:: About this exercise ::
Lines in the listing under this task are to be copied exactly.

== The input

use std::io::{self, BufRead, Write};

use tracing::debug;

use crate::{cache::ExpressionCache, util::num::format_result};

/// One line of interactive input, classified.
#[derive(Debug, Clone, PartialEq, Eq)]
pub enum Command<'a> {
    /// `exit` or `quit`.
    Quit,
    /// `stats`: print the cache statistics.
    Stats,
    /// `clear`: empty the cache.
    Clear,
    /// `cache`: list the cached expressions.
    Entries,
    /// `reset`: zero the hit and miss counters.
    Reset,
    /// `help`: list the commands.
    Help,
    /// A blank line.
    Empty,
    /// Anything else is an expression.
    Evaluate(&'a str),
}

impl<'a> Command<'a> {
    /// Classifies a line. Commands are case-insensitive and may be
    /// surrounded by whitespace.
    ///
    /// # Example
    /// ```
    /// use memocalc::session::Command;
    ///
    /// assert_eq!(Command::parse("  QUIT "), Command::Quit);
    /// assert_eq!(Command::parse("1 + 2"), Command::Evaluate("1 + 2"));
    /// assert_eq!(Command::parse("   "), Command::Empty);
    /// ```
    #[must_use]
    pub fn parse(line: &'a str) -> Self {
        let trimmed = line.trim();
        match trimmed.to_ascii_lowercase().as_str() {
            "" => Self::Empty,
            "exit" | "quit" => Self::Quit,
            "stats" => Self::Stats,
            "clear" => Self::Clear,
            "cache" => Self::Entries,
            "reset" => Self::Reset,
            "help" => Self::Help,
            _ => Self::Evaluate(trimmed),
        }
    }
}

const HELP: &str = "\
Supported: numbers, + - * /, parentheses and prefix signs. Example: 2 + 3 * 4
Commands: stats, clear, cache, reset, help, exit";

/// Interactive read-evaluate-print loop over any reader and writer.
///
/// Results go to the writer as `Result: <value>`; errors as
/// `<Kind>: <message>`. An error never ends the session.
pub struct Session<'c, R, W> {
    cache:     &'c ExpressionCache,
    input:     R,
    output:    W,
    prompt:    bool,
    precision: Option<usize>,
}

impl<'c, R: BufRead, W: Write> Session<'c, R, W> {
    /// Creates a session printing a `>>> ` prompt before each line.
    pub const fn new(cache: &'c ExpressionCache, input: R, output: W) -> Self {
        Self { cache,
               input,
               output,
               prompt: true,
               precision: None }
    }

    /// Disables the prompt, e.g. when input is piped.
    #[must_use]
    pub const fn without_prompt(mut self) -> Self {
        self.prompt = false;
        self
    }

    /// Rounds displayed results to `digits` decimals.
    #[must_use]
    pub const fn with_precision(mut self, digits: Option<usize>) -> Self {
        self.precision = digits;
        self
    }

    /// Runs until `exit`/`quit` or end of input.
    ///
    /// # Errors
    /// Only I/O errors on the reader or writer end the loop early.
    ///
    /// # Example
    /// ```
    /// use memocalc::{cache::ExpressionCache, session::Session};
    ///
    /// let cache = ExpressionCache::new();
    /// let mut output = Vec::new();
    /// Session::new(&cache, "2*(3+4)\nquit\n".as_bytes(), &mut output).without_prompt()
    ///                                                                .run()
    ///                                                                .unwrap();
    ///
    /// assert_eq!(String::from_utf8(output).unwrap(), "Result: 14\n");
    /// ```
    pub fn run(mut self) -> io::Result<()> {
        let mut line = String::new();
        loop {
            if self.prompt {
                write!(self.output, ">>> ")?;
                self.output.flush()?;
            }

            line.clear();
            if self.input.read_line(&mut line)? == 0 {
                break;
            }

            if !self.handle(Command::parse(&line))? {
                break;
            }
        }
        Ok(())
    }

    /// Executes one command. Returns `false` when the session should end.
    fn handle(&mut self, command: Command<'_>) -> io::Result<bool> {
        debug!(?command, "session command");
        match command {
            Command::Quit => return Ok(false),
            Command::Empty => {},
            Command::Help => writeln!(self.output, "{HELP}")?,
            Command::Stats => writeln!(self.output, "{}", self.cache.stats())?,
            Command::Clear => {
                self.cache.clear();
                writeln!(self.output, "Cache cleared")?;
            },
            Command::Reset => {
                self.cache.reset_stats();
                writeln!(self.output, "Statistics reset")?;
            },
            Command::Entries => {
                let entries = self.cache.cached_expressions();
                writeln!(self.output, "Cache size: {} entries", entries.len())?;
                for (expression, value) in entries {
                    writeln!(self.output,
                             "  {expression} = {}",
                             format_result(value, self.precision))?;
                }
            },
            Command::Evaluate(expression) => match self.cache.evaluate(expression) {
                Ok(value) => {
                    writeln!(self.output, "Result: {}", format_result(value, self.precision))?;
                },
                Err(e) => writeln!(self.output, "{}: {e}", e.kind())?,
            },
        }
        Ok(true)
    }
}
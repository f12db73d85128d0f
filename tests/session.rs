use memocalc::{cache::ExpressionCache, session::Session};

fn run(cache: &ExpressionCache, input: &str) -> String {
    let mut output = Vec::new();
    Session::new(cache, input.as_bytes(), &mut output).without_prompt()
                                                      .run()
                                                      .unwrap();
    String::from_utf8(output).unwrap()
}

#[test]
fn evaluates_and_reports_statistics() {
    let cache = ExpressionCache::new();
    let out = run(&cache, "2 + 3 * 4\n2+3*4\n(2 + 3\nstats\n");

    assert_eq!(out,
               "Result: 14\n\
                Result: 14\n\
                ParenMismatch: Error at position 0: unclosed parenthesis.\n\
                Cache statistics:\n  \
                hits:     1\n  \
                misses:   2\n  \
                total:    3\n  \
                hit rate: 33.33%\n  \
                entries:  1\n");
}

#[test]
fn lists_clears_and_resets() {
    let cache = ExpressionCache::new();
    let out = run(&cache, "10/4\n-1\ncache\nclear\ncache\nreset\nstats\n");
    let lines: Vec<&str> = out.lines().collect();

    assert_eq!(lines[..7],
               ["Result: 2.5",
                "Result: -1",
                "Cache size: 2 entries",
                "  -1 = -1",
                "  10/4 = 2.5",
                "Cache cleared",
                "Cache size: 0 entries"]);
    assert_eq!(lines[7], "Statistics reset");
    assert_eq!(lines[9], "  hits:     0");
    assert_eq!(lines[10], "  misses:   0");
}

#[test]
fn state_survives_across_sessions() {
    let cache = ExpressionCache::new();
    run(&cache, "7*6\n");
    run(&cache, "7 * 6\nexit\n");

    let stats = cache.stats();
    assert_eq!(stats.hits, 1);
    assert_eq!(stats.misses, 1);
}

#[test]
fn precision_only_changes_display() {
    let cache = ExpressionCache::new();
    let mut output = Vec::new();
    Session::new(&cache, "2/3\n".as_bytes(), &mut output).without_prompt()
                                                         .with_precision(Some(4))
                                                         .run()
                                                         .unwrap();

    assert_eq!(String::from_utf8(output).unwrap(), "Result: 0.6667\n");
    assert_eq!(cache.cached_expressions(), vec![("2/3".to_string(), 2.0 / 3.0)]);
}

====

:: Exercise output ::
use std::io::{self, BufRead, Write};

use tracing::debug;

use crate::{cache::ExpressionCache, util::num::format_result};

/// One line of interactive input, classified.
#[derive(Debug, Clone, PartialEq, Eq)]
pub enum Command<'a> {
    /// `exit` or `quit`.
    Quit,
    /// `stats`: print the cache statistics.
    Stats,
    /// `clear`: empty the cache.
    Clear,
    /// `cache`: list the cached expressions.
    Entries,
    /// `reset`: zero the hit and miss counters.
    Reset,
    /// `help`: list the commands.
    Help,
    /// A blank line.
    Empty,
    /// Anything else is an expression.
    Evaluate(&'a str),
}

impl<'a> Command<'a> {
    /// Classifies a line. Commands are case-insensitive and may be
    /// surrounded by whitespace.
    ///
    /// # Example
    /// ```
    /// use memocalc::session::Command;
    ///
    /// assert_eq!(Command::parse("  QUIT "), Command::Quit);
    /// assert_eq!(Command::parse("1 + 2"), Command::Evaluate("1 + 2"));
    /// assert_eq!(Command::parse("   "), Command::Empty);
    /// ```
    #[must_use]
    pub fn parse(line: &'a str) -> Self {
        let trimmed = line.trim();
        match trimmed.to_ascii_lowercase().as_str() {
            "" => Self::Empty,
            "exit" | "quit" => Self::Quit,
            "stats" => Self::Stats,
            "clear" => Self::Clear,
            "cache" => Self::Entries,
            "reset" => Self::Reset,
            "help" => Self::Help,
            _ => Self::Evaluate(trimmed),
        }
    }
}

const HELP: &str = "\
Supported: numbers, + - * /, parentheses and prefix signs. Example: 2 + 3 * 4
Commands: stats, clear, cache, reset, help, exit";

/// Interactive read-evaluate-print loop over any reader and writer.
///
/// Results go to the writer as `Result: <value>`; errors as
/// `<Kind>: <message>`. An error never ends the session.
pub struct Session<'c, R, W> {
    cache:     &'c ExpressionCache,
    input:     R,
    output:    W,
    prompt:    bool,
    precision: Option<usize>,
}

impl<'c, R: BufRead, W: Write> Session<'c, R, W> {
    /// Creates a session printing a `>>> ` prompt before each line.
    pub const fn new(cache: &'c ExpressionCache, input: R, output: W) -> Self {
        Self { cache,
               input,
               output,
               prompt: true,
               precision: None }
    }

    /// Disables the prompt, e.g. when input is piped.
    #[must_use]
    pub const fn without_prompt(mut self) -> Self {
        self.prompt = false;
        self
    }

    /// Rounds displayed results to `digits` decimals.
    #[must_use]
    pub const fn with_precision(mut self, digits: Option<usize>) -> Self {
        self.precision = digits;
        self
    }

    /// Runs until `exit`/`quit` or end of input.
    ///
    /// # Errors
    /// Only I/O errors on the reader or writer end the loop early.
    ///
    /// # Example
    /// ```
    /// use memocalc::{cache::ExpressionCache, session::Session};
    ///
    /// let cache = ExpressionCache::new();
    /// let mut output = Vec::new();
    /// Session::new(&cache, "2*(3+4)\nquit\n".as_bytes(), &mut output).without_prompt()
    ///                                                                .run()
    ///                                                                .unwrap();
    ///
    /// assert_eq!(String::from_utf8(output).unwrap(), "Result: 14\n");
    /// ```
    pub fn run(mut self) -> io::Result<()> {
        let mut line = String::new();
        loop {
            if self.prompt {
                write!(self.output, ">>> ")?;
                self.output.flush()?;
            }

            line.clear();
            if self.input.read_line(&mut line)? == 0 {
                break;
            }

            if !self.handle(Command::parse(&line))? {
                break;
            }
        }
        Ok(())
    }

    /// Executes one command. Returns `false` when the session should end.
    fn handle(&mut self, command: Command<'_>) -> io::Result<bool> {
        debug!(?command, "session command");
        match command {
            Command::Quit => return Ok(false),
            Command::Empty => {},
            Command::Help => writeln!(self.output, "{HELP}")?,
            Command::Stats => writeln!(self.output, "{}", self.cache.stats())?,
            Command::Clear => {
                self.cache.clear();
                writeln!(self.output, "Cache cleared")?;
            },
            Command::Reset => {
                self.cache.reset_stats();
                writeln!(self.output, "Statistics reset")?;
            },
            Command::Entries => {
                let entries = self.cache.cached_expressions();
                writeln!(self.output, "Cache size: {} entries", entries.len())?;
                for (expression, value) in entries {
                    writeln!(self.output,
                             "  {expression} = {}",
                             format_result(value, self.precision))?;
                }
            },
            Command::Evaluate(expression) => match self.cache.evaluate(expression) {
                Ok(value) => {
                    writeln!(self.output, "Result: {}", format_result(value, self.precision))?;
                },
                Err(e) => writeln!(self.output, "{}: {e}", e.kind())?,
            },
        }
        Ok(true)
    }
}
repository f12db73d85128d0f
filename tests/session.rs
use memocalc::{cache::ExpressionCache, session::Session};

fn run(cache: &ExpressionCache, input: &str) -> String {
    let mut output = Vec::new();
    Session::new(cache, input.as_bytes(), &mut output).without_prompt()
                                                      .run()
                                                      .unwrap();
    String::from_utf8(output).unwrap()
}

#[test]
fn evaluates_and_reports_statistics() {
    let cache = ExpressionCache::new();
    let out = run(&cache, "2 + 3 * 4\n2+3*4\n(2 + 3\nstats\n");

    assert_eq!(out,
               "Result: 14\n\
                Result: 14\n\
                ParenMismatch: Error at position 0: unclosed parenthesis.\n\
                Cache statistics:\n  \
                hits:     1\n  \
                misses:   2\n  \
                total:    3\n  \
                hit rate: 33.33%\n  \
                entries:  1\n");
}

#[test]
fn lists_clears_and_resets() {
    let cache = ExpressionCache::new();
    let out = run(&cache, "10/4\n-1\ncache\nclear\ncache\nreset\nstats\n");
    let lines: Vec<&str> = out.lines().collect();

    assert_eq!(lines[..7],
               ["Result: 2.5",
                "Result: -1",
                "Cache size: 2 entries",
                "  -1 = -1",
                "  10/4 = 2.5",
                "Cache cleared",
                "Cache size: 0 entries"]);
    assert_eq!(lines[7], "Statistics reset");
    assert_eq!(lines[9], "  hits:     0");
    assert_eq!(lines[10], "  misses:   0");
}

#[test]
fn state_survives_across_sessions() {
    let cache = ExpressionCache::new();
    run(&cache, "7*6\n");
    run(&cache, "7 * 6\nexit\n");

    let stats = cache.stats();
    assert_eq!(stats.hits, 1);
    assert_eq!(stats.misses, 1);
}

#[test]
fn precision_only_changes_display() {
    let cache = ExpressionCache::new();
    let mut output = Vec::new();
    Session::new(&cache, "2/3\n".as_bytes(), &mut output).without_prompt()
                                                         .with_precision(Some(4))
                                                         .run()
                                                         .unwrap();

    assert_eq!(String::from_utf8(output).unwrap(), "Result: 0.6667\n");
    assert_eq!(cache.cached_expressions(), vec![("2/3".to_string(), 2.0 / 3.0)]);
}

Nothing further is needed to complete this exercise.